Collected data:
━━━━━━━━━━

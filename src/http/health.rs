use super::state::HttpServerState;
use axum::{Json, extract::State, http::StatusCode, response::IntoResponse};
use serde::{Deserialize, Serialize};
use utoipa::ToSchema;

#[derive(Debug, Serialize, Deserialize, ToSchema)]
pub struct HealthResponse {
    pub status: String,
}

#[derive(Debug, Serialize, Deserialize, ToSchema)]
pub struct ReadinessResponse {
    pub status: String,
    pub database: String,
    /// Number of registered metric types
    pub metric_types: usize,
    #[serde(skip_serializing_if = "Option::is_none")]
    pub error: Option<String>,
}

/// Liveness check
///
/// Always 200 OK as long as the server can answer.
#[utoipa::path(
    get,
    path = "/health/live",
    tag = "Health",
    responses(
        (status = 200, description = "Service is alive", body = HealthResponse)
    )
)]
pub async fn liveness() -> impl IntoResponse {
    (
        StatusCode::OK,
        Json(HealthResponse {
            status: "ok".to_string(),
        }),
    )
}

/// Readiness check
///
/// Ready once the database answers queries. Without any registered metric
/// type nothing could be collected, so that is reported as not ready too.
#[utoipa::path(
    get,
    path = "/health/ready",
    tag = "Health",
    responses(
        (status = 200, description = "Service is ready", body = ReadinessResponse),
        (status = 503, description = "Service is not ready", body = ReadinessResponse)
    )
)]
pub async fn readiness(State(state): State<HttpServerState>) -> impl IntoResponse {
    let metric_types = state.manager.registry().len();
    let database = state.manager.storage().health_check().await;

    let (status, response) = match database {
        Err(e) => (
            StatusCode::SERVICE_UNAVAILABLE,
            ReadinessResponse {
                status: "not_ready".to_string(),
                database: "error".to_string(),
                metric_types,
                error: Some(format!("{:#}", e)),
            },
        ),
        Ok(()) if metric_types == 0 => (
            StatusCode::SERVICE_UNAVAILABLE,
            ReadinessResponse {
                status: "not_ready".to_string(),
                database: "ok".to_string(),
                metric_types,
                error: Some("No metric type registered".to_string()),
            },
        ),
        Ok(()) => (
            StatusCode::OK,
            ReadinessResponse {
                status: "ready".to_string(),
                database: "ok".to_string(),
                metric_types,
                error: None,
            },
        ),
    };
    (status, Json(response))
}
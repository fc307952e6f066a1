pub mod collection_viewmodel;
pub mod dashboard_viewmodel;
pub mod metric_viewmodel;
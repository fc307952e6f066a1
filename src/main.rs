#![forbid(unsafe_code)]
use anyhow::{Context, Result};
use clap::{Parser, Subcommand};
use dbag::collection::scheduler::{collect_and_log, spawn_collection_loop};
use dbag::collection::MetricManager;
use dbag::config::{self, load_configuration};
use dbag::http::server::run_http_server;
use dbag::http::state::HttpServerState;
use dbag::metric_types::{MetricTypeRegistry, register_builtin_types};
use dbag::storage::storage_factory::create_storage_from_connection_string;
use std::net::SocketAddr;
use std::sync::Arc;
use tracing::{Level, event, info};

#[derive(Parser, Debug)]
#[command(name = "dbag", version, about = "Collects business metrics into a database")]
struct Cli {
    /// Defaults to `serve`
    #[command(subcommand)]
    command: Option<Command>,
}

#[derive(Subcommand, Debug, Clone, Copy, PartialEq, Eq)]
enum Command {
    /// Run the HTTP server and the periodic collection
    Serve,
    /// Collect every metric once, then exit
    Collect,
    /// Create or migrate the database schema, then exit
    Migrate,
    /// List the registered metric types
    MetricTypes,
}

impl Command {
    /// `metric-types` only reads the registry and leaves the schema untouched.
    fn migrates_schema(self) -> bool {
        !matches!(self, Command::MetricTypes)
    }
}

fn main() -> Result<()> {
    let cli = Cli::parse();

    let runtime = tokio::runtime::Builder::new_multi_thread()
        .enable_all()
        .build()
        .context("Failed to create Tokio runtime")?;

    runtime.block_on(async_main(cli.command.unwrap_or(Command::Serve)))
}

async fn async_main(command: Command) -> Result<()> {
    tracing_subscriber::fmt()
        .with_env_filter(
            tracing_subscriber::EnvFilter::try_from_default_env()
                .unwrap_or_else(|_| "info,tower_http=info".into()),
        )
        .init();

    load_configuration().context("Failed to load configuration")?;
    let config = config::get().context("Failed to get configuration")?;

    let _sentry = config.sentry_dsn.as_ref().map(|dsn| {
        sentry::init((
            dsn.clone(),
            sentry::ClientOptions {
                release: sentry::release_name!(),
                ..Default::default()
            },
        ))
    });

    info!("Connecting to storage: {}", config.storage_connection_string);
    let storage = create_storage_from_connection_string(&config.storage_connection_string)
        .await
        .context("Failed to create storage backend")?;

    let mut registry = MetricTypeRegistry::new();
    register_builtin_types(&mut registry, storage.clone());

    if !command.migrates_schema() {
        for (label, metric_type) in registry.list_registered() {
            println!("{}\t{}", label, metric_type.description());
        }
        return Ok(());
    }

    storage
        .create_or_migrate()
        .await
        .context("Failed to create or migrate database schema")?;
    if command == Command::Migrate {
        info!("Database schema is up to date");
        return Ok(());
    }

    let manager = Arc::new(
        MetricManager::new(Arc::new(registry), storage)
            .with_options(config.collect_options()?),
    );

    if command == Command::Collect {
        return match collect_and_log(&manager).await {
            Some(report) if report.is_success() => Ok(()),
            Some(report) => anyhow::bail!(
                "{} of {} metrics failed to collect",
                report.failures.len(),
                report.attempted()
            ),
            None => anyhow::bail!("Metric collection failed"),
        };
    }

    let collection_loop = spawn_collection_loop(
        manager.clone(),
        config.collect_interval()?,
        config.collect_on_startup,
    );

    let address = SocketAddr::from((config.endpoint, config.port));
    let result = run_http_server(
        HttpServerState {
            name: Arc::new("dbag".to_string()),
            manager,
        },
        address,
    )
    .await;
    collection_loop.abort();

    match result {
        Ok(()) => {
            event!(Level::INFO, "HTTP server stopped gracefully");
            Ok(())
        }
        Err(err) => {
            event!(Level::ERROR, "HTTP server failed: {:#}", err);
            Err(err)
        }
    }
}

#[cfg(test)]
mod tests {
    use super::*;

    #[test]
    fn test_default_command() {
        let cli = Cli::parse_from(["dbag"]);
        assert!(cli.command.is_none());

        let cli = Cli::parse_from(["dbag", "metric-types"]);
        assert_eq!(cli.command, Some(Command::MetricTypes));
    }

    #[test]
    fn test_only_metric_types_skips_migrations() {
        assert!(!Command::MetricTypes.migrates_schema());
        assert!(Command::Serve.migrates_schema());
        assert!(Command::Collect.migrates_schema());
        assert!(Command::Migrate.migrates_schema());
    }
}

━━━━━━━━━━

AIM OF THE TASK >> Look through the data above. Copy every line with the string "once" in it.

RESULT OF THIS EXERCISE >>
/// Ready once the database answers queries. Without any registered metric
    /// Collect every metric once, then exit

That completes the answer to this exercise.